Provided data below:

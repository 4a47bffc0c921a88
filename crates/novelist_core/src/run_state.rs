//! Durable run state.
//!
//! [`RunState`] is the checkpoint that makes a run resumable. It records the
//! current phase, the concepts generated and selected, and the refinement
//! status of every selected concept. Phases only move forward, with the
//! single exception of reopening a concept after the run completed.

use crate::{ConceptId, NovelistConfig};
use chrono::{DateTime, Utc};
use novelist_error::{PipelineError, PipelineErrorKind};
use serde::{Deserialize, Serialize};
use std::collections::{BTreeMap, HashSet};
use std::str::FromStr;

/// Identifier of a run, used as a directory name under the state directory.
#[derive(Debug, Clone, PartialEq, Eq, Hash, PartialOrd, Ord, Serialize, Deserialize)]
#[serde(try_from = "String", into = "String")]
pub struct RunId(String);

impl RunId {
    /// Fresh random run id.
    pub fn generate() -> Self {
        Self(uuid::Uuid::new_v4().to_string())
    }

    /// Run id as a string slice.
    pub fn as_str(&self) -> &str {
        &self.0
    }
}

impl std::fmt::Display for RunId {
    fn fmt(&self, f: &mut std::fmt::Formatter<'_>) -> std::fmt::Result {
        f.write_str(&self.0)
    }
}

impl FromStr for RunId {
    type Err = PipelineError;

    /// Accepts ASCII letters, digits, `-`, `_` and `.`, not starting with `.`.
    fn from_str(s: &str) -> Result<Self, Self::Err> {
        let valid = !s.is_empty()
            && !s.starts_with('.')
            && s.len() <= 128
            && s
                .chars()
                .all(|c| c.is_ascii_alphanumeric() || matches!(c, '-' | '_' | '.'));
        if valid {
            Ok(Self(s.to_string()))
        } else {
            Err(PipelineError::new(PipelineErrorKind::InvalidRunId(
                s.to_string(),
            )))
        }
    }
}

impl TryFrom<String> for RunId {
    type Error = PipelineError;

    fn try_from(value: String) -> Result<Self, Self::Error> {
        value.parse()
    }
}

impl From<RunId> for String {
    fn from(id: RunId) -> Self {
        id.0
    }
}

/// Phase of a run. Variants are declared in execution order.
#[derive(
    Debug,
    Clone,
    Copy,
    PartialEq,
    Eq,
    Hash,
    PartialOrd,
    Ord,
    Serialize,
    Deserialize,
    strum::Display,
    strum::EnumString,
)]
#[serde(rename_all = "kebab-case")]
#[strum(serialize_all = "kebab-case")]
pub enum RunPhase {
    /// Producing candidate concepts from the source
    IdeaGeneration,
    /// Scoring concepts and selecting the best
    Evaluation,
    /// Drafting and revising selected concepts
    Refinement,
    /// Every selected concept reached a terminal status
    Complete,
}

impl RunPhase {
    /// Phase that follows this one, if any.
    pub fn next(self) -> Option<RunPhase> {
        match self {
            RunPhase::IdeaGeneration => Some(RunPhase::Evaluation),
            RunPhase::Evaluation => Some(RunPhase::Refinement),
            RunPhase::Refinement => Some(RunPhase::Complete),
            RunPhase::Complete => None,
        }
    }
}

/// Refinement status of a selected concept.
#[derive(Debug, Clone, PartialEq, Eq, Serialize, Deserialize)]
#[serde(tag = "status", rename_all = "snake_case")]
pub enum ConceptStatus {
    /// Not yet finished; picked up on resume
    Pending,
    /// Interrupted by cancellation; picked up on resume
    Paused,
    /// Critique resolved or iteration cap reached
    Done,
    /// Stopped by an unrecoverable error
    Failed {
        /// Error message
        reason: String,
    },
}

impl ConceptStatus {
    /// Done and failed concepts are not resumed automatically.
    pub fn is_terminal(&self) -> bool {
        matches!(self, ConceptStatus::Done | ConceptStatus::Failed { .. })
    }

    /// Short lowercase label.
    pub fn label(&self) -> &'static str {
        match self {
            ConceptStatus::Pending => "pending",
            ConceptStatus::Paused => "paused",
            ConceptStatus::Done => "done",
            ConceptStatus::Failed { .. } => "failed",
        }
    }
}

impl std::fmt::Display for ConceptStatus {
    fn fmt(&self, f: &mut std::fmt::Formatter<'_>) -> std::fmt::Result {
        match self {
            ConceptStatus::Failed { reason } => write!(f, "failed ({})", reason),
            other => f.write_str(other.label()),
        }
    }
}

/// Checkpoint of a run.
#[derive(Debug, Clone, PartialEq, Serialize, Deserialize, derive_getters::Getters)]
pub struct RunState {
    /// Run identifier
    run_id: RunId,
    /// Current phase
    phase: RunPhase,
    /// Identifier of the source document
    source_identifier: String,
    /// Title of the source document, once loaded
    source_title: Option<String>,
    /// Number of concepts requested
    requested_ideas: u32,
    /// Concepts generated, in generation order
    concept_ids: Vec<ConceptId>,
    /// Concepts chosen for refinement, best first
    selected: Vec<ConceptId>,
    /// Refinement status per selected concept
    statuses: BTreeMap<ConceptId, ConceptStatus>,
    /// Configuration the run was started with
    config: NovelistConfig,
    /// Model-written summary of the source, when requested
    source_summary: Option<String>,
    /// Reason the run stopped, when it aborted
    failure: Option<String>,
    /// Creation time
    created_at: DateTime<Utc>,
    /// Last modification time
    updated_at: DateTime<Utc>,
}

impl RunState {
    /// New run in the idea generation phase.
    pub fn new(
        run_id: RunId,
        source_identifier: impl Into<String>,
        config: NovelistConfig,
    ) -> Self {
        let now = Utc::now();
        Self {
            run_id,
            phase: RunPhase::IdeaGeneration,
            source_identifier: source_identifier.into(),
            source_title: None,
            requested_ideas: config.run.num_ideas,
            concept_ids: Vec::new(),
            selected: Vec::new(),
            statuses: BTreeMap::new(),
            config,
            source_summary: None,
            failure: None,
            created_at: now,
            updated_at: now,
        }
    }

    fn touch(&mut self) {
        self.updated_at = Utc::now();
    }

    /// Moves to the next phase.
    ///
    /// # Errors
    ///
    /// Returns `InvalidTransition` unless `next` directly follows the current
    /// phase.
    pub fn advance_to(&mut self, next: RunPhase) -> Result<(), PipelineError> {
        if self.phase.next() != Some(next) {
            return Err(PipelineError::new(PipelineErrorKind::InvalidTransition {
                from: self.phase.to_string(),
                to: next.to_string(),
            }));
        }
        tracing::debug!(run_id = %self.run_id, from = %self.phase, to = %next, "Advancing phase");
        self.phase = next;
        self.touch();
        Ok(())
    }

    /// Records generated concepts in generation order.
    pub fn record_concepts(&mut self, ids: impl IntoIterator<Item = ConceptId>) {
        self.concept_ids = ids.into_iter().collect();
        self.touch();
    }

    /// Records the title of the loaded source.
    pub fn set_source_title(&mut self, title: impl Into<String>) {
        self.source_title = Some(title.into());
        self.touch();
    }

    /// Stores the model-written source summary.
    pub fn set_source_summary(&mut self, summary: impl Into<String>) {
        self.source_summary = Some(summary.into());
        self.touch();
    }

    /// Records the selection and enters refinement with every selected
    /// concept pending.
    ///
    /// # Errors
    ///
    /// Fails when the run is not in evaluation, when a selected id is unknown
    /// or repeated, or when more concepts are selected than were requested or
    /// generated.
    pub fn begin_refinement(&mut self, selected: Vec<ConceptId>) -> Result<(), PipelineError> {
        let known: HashSet<ConceptId> = self.concept_ids.iter().copied().collect();
        let mut seen = HashSet::new();
        for id in &selected {
            if !known.contains(id) || !seen.insert(*id) {
                return Err(PipelineError::new(PipelineErrorKind::UnknownConcept(
                    id.to_string(),
                )));
            }
        }
        let cap = (self.requested_ideas as usize).min(self.concept_ids.len());
        if selected.len() > cap {
            return Err(PipelineError::new(PipelineErrorKind::InvalidTransition {
                from: format!("{} selected", selected.len()),
                to: format!("at most {} refined", cap),
            }));
        }

        self.advance_to(RunPhase::Refinement)?;
        self.statuses = selected
            .iter()
            .map(|id| (*id, ConceptStatus::Pending))
            .collect();
        self.selected = selected;
        Ok(())
    }

    /// Status of a selected concept.
    pub fn status_of(&self, id: ConceptId) -> Option<&ConceptStatus> {
        self.statuses.get(&id)
    }

    /// Records the refinement outcome of a selected concept.
    ///
    /// # Errors
    ///
    /// Returns `UnknownConcept` when `id` was not selected.
    pub fn record_outcome(
        &mut self,
        id: ConceptId,
        status: ConceptStatus,
    ) -> Result<(), PipelineError> {
        match self.statuses.get_mut(&id) {
            Some(slot) => {
                *slot = status;
                self.touch();
                Ok(())
            }
            None => Err(PipelineError::new(PipelineErrorKind::UnknownConcept(
                id.to_string(),
            ))),
        }
    }

    /// Selected concepts still to be refined, in selection order.
    pub fn pending_ids(&self) -> Vec<ConceptId> {
        self.selected
            .iter()
            .filter(|id| {
                self.statuses
                    .get(id)
                    .is_some_and(|status| !status.is_terminal())
            })
            .copied()
            .collect()
    }

    /// Selected concepts refined to completion.
    pub fn completed_ids(&self) -> Vec<ConceptId> {
        self.selected
            .iter()
            .filter(|id| self.statuses.get(id) == Some(&ConceptStatus::Done))
            .copied()
            .collect()
    }

    /// True when every selected concept is done or failed.
    pub fn all_terminal(&self) -> bool {
        self.statuses.values().all(ConceptStatus::is_terminal)
    }

    /// Number of selected concepts per status label.
    pub fn status_counts(&self) -> BTreeMap<&'static str, usize> {
        let mut counts = BTreeMap::new();
        for status in self.statuses.values() {
            *counts.entry(status.label()).or_insert(0) += 1;
        }
        counts
    }

    /// Marks the run complete when refinement has nothing left to do.
    ///
    /// Returns true when the phase changed.
    pub fn complete_if_terminal(&mut self) -> Result<bool, PipelineError> {
        if self.phase == RunPhase::Refinement && self.all_terminal() {
            self.advance_to(RunPhase::Complete)?;
            return Ok(true);
        }
        Ok(false)
    }

    /// Returns a failed or paused concept to pending.
    ///
    /// A completed run moves back to refinement so the concept is picked up.
    ///
    /// # Errors
    ///
    /// Returns `UnknownConcept` for ids that were not selected and
    /// `NotRestartable` for concepts that are already done.
    pub fn reopen_concept(&mut self, id: ConceptId) -> Result<(), PipelineError> {
        let status = self.statuses.get_mut(&id).ok_or_else(|| {
            PipelineError::new(PipelineErrorKind::UnknownConcept(id.to_string()))
        })?;
        match status {
            ConceptStatus::Failed { .. } | ConceptStatus::Paused => {
                *status = ConceptStatus::Pending;
            }
            ConceptStatus::Pending => {}
            ConceptStatus::Done => {
                return Err(PipelineError::new(PipelineErrorKind::NotRestartable {
                    concept_id: id.to_string(),
                    status: status.to_string(),
                }));
            }
        }
        if self.phase == RunPhase::Complete {
            self.phase = RunPhase::Refinement;
        }
        self.failure = None;
        self.touch();
        Ok(())
    }

    /// Records why the run aborted.
    pub fn mark_failure(&mut self, reason: impl Into<String>) {
        self.failure = Some(reason.into());
        self.touch();
    }

    /// Clears a previous abort reason before resuming.
    pub fn clear_failure(&mut self) {
        if self.failure.take().is_some() {
            self.touch();
        }
    }
}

End of Provided data.

Work request ▸ Select all lines with the word "FromStr" from the entries above.

Answer for this exercise ▸
use std::str::FromStr;
impl FromStr for RunId {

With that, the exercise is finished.